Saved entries
..............................
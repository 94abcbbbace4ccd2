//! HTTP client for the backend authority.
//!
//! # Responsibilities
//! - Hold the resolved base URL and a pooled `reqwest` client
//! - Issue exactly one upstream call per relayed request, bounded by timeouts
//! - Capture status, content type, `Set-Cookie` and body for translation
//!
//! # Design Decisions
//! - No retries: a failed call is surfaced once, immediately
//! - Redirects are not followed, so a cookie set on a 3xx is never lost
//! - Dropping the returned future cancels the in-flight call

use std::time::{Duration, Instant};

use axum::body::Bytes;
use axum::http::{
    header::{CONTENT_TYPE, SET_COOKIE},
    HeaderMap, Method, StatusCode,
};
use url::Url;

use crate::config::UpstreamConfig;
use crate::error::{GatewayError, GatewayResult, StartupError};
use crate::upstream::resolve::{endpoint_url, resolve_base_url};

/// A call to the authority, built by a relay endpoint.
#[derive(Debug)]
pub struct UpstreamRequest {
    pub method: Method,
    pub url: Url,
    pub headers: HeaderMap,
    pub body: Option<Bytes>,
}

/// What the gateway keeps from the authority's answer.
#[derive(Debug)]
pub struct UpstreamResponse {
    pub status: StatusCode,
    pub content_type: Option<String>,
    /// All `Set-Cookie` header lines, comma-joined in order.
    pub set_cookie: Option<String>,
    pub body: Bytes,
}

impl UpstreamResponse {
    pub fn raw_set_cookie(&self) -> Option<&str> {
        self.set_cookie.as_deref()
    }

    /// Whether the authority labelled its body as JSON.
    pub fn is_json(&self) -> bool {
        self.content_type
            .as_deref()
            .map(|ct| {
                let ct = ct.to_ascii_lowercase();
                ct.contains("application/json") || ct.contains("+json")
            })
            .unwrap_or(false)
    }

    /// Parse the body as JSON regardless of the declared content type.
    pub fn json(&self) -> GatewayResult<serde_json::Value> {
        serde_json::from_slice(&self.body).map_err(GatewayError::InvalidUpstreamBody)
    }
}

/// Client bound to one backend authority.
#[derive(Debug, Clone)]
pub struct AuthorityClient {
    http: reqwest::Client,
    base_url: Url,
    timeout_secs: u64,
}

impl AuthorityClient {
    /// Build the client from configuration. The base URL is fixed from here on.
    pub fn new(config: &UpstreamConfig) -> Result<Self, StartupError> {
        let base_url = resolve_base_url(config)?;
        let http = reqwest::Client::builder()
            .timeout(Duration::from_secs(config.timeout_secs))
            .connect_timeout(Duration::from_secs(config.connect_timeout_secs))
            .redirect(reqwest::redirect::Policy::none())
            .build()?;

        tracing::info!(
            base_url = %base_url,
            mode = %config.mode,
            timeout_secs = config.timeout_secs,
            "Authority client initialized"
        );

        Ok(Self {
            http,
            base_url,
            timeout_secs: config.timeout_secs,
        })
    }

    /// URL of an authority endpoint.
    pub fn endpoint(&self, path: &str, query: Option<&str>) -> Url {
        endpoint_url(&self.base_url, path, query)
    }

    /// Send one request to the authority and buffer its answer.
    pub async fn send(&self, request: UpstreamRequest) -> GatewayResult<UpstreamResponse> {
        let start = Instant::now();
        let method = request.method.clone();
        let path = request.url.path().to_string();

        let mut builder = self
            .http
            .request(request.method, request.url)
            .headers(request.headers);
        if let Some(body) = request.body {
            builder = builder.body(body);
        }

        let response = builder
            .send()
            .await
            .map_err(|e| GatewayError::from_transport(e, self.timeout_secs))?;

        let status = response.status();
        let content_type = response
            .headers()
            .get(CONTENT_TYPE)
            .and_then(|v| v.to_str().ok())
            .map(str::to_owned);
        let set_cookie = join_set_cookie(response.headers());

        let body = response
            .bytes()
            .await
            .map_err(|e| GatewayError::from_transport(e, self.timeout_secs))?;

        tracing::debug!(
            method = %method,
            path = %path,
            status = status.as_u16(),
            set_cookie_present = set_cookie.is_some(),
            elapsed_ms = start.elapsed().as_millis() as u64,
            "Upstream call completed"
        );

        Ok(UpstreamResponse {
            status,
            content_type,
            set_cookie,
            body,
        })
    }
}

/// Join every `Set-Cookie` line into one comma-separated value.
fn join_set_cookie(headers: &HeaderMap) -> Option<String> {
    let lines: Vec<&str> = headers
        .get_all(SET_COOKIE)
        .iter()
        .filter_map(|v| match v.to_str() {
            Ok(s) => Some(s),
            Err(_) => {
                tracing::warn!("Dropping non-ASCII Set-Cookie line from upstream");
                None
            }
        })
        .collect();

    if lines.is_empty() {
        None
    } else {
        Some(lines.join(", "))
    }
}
..............................
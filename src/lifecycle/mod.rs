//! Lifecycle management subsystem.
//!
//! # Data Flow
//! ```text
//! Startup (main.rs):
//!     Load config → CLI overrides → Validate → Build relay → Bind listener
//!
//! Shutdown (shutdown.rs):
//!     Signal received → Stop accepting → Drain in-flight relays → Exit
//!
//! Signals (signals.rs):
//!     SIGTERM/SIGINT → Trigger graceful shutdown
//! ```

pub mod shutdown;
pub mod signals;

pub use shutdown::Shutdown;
..............................
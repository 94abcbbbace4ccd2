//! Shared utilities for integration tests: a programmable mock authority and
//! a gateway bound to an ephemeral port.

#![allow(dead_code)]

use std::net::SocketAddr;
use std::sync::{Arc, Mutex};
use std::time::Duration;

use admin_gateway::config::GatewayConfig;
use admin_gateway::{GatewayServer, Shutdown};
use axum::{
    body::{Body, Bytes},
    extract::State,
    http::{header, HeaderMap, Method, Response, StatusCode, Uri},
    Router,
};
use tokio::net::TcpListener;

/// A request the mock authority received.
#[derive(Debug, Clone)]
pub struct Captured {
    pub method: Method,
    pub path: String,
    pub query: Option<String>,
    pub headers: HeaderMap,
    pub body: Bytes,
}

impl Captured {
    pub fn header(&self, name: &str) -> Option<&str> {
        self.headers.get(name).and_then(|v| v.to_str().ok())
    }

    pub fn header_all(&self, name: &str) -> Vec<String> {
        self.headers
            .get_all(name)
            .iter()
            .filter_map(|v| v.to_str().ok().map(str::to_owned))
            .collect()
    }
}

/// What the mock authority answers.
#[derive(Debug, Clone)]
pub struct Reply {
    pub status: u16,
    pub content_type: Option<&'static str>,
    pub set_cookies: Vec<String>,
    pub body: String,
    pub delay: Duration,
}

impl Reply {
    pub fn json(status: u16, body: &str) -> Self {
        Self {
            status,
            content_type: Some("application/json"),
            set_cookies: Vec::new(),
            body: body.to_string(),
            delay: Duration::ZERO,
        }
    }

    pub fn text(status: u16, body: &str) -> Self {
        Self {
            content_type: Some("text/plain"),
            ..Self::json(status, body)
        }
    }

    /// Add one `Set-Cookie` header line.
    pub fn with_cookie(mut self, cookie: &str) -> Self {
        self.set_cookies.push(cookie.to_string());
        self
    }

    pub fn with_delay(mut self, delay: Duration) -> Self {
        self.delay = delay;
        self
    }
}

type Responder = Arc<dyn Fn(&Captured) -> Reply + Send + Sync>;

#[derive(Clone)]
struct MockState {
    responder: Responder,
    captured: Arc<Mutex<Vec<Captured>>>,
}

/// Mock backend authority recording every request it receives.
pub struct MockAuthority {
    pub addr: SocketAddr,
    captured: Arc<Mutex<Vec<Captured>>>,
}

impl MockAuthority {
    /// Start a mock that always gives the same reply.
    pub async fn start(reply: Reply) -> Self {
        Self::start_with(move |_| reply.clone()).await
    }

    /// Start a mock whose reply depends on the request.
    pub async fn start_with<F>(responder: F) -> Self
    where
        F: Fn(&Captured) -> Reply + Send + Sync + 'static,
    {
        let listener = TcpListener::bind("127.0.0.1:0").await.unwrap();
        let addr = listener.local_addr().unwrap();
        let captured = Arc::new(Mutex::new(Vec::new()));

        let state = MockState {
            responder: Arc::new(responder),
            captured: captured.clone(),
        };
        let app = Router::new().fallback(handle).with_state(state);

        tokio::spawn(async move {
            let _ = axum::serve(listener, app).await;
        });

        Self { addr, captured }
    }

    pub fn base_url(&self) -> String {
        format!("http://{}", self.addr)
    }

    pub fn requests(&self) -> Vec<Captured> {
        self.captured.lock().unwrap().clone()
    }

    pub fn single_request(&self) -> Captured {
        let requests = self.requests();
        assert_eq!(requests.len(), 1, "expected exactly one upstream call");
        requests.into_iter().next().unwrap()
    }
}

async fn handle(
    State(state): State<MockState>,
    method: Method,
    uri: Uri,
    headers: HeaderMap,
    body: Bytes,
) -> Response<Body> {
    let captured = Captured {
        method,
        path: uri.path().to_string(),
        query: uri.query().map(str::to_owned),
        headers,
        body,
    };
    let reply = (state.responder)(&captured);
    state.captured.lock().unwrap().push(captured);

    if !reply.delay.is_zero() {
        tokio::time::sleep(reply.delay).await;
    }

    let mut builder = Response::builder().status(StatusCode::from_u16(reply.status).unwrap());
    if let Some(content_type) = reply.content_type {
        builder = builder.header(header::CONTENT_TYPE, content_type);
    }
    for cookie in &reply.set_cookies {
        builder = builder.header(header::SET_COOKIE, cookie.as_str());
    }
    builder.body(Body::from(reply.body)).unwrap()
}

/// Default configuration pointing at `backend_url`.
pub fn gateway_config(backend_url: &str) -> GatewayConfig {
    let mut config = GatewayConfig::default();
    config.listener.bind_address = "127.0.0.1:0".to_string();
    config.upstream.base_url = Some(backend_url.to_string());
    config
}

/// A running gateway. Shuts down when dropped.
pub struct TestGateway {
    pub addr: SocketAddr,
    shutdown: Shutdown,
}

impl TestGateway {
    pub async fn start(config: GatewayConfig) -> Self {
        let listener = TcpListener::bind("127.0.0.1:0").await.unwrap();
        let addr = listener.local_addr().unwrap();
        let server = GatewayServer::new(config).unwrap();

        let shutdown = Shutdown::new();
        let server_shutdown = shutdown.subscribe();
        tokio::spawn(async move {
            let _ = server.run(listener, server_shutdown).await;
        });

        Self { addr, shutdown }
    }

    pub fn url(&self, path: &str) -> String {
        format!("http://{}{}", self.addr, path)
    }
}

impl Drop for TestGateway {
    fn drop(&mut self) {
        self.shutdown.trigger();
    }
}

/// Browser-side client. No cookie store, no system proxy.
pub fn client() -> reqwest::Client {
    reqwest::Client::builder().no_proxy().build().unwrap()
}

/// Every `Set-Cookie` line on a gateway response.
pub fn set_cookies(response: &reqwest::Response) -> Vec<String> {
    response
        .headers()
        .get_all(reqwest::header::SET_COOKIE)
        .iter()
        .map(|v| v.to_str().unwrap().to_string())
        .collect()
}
..............................
Exercise instructions. Filter these records, keeping every line where the word "push" occurs.

Exercise solution.
        self.set_cookies.push(cookie.to_string());
    state.captured.lock().unwrap().push(captured);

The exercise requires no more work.